(Stored items from a collection)
....
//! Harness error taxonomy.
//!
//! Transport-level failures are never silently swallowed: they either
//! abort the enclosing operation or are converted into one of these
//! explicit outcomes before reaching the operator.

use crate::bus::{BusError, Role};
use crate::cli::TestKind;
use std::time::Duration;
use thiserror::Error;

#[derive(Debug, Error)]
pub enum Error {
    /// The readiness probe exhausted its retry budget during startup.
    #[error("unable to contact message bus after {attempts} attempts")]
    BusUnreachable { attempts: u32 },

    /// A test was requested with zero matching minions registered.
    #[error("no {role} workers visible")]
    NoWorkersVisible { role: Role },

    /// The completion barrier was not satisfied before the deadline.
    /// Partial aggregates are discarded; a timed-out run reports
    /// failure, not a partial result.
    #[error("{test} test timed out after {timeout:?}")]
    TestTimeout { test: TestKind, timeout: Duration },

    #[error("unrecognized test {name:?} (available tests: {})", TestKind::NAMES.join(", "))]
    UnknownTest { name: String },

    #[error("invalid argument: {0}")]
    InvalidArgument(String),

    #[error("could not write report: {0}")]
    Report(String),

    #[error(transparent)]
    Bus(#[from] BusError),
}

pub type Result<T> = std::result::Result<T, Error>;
....
## What the task requires
Please transcribe each entry exactly, keeping every word as it is.

## Response area
//! Harness error taxonomy.
//!
//! Transport-level failures are never silently swallowed: they either
//! abort the enclosing operation or are converted into one of these
//! explicit outcomes before reaching the operator.

use crate::bus::{BusError, Role};
use crate::cli::TestKind;
use std::time::Duration;
use thiserror::Error;

#[derive(Debug, Error)]
pub enum Error {
    /// The readiness probe exhausted its retry budget during startup.
    #[error("unable to contact message bus after {attempts} attempts")]
    BusUnreachable { attempts: u32 },

    /// A test was requested with zero matching minions registered.
    #[error("no {role} workers visible")]
    NoWorkersVisible { role: Role },

    /// The completion barrier was not satisfied before the deadline.
    /// Partial aggregates are discarded; a timed-out run reports
    /// failure, not a partial result.
    #[error("{test} test timed out after {timeout:?}")]
    TestTimeout { test: TestKind, timeout: Duration },

    #[error("unrecognized test {name:?} (available tests: {})", TestKind::NAMES.join(", "))]
    UnknownTest { name: String },

    #[error("invalid argument: {0}")]
    InvalidArgument(String),

    #[error("could not write report: {0}")]
    Report(String),

    #[error(transparent)]
    Bus(#[from] BusError),
}

pub type Result<T> = std::result::Result<T, Error>;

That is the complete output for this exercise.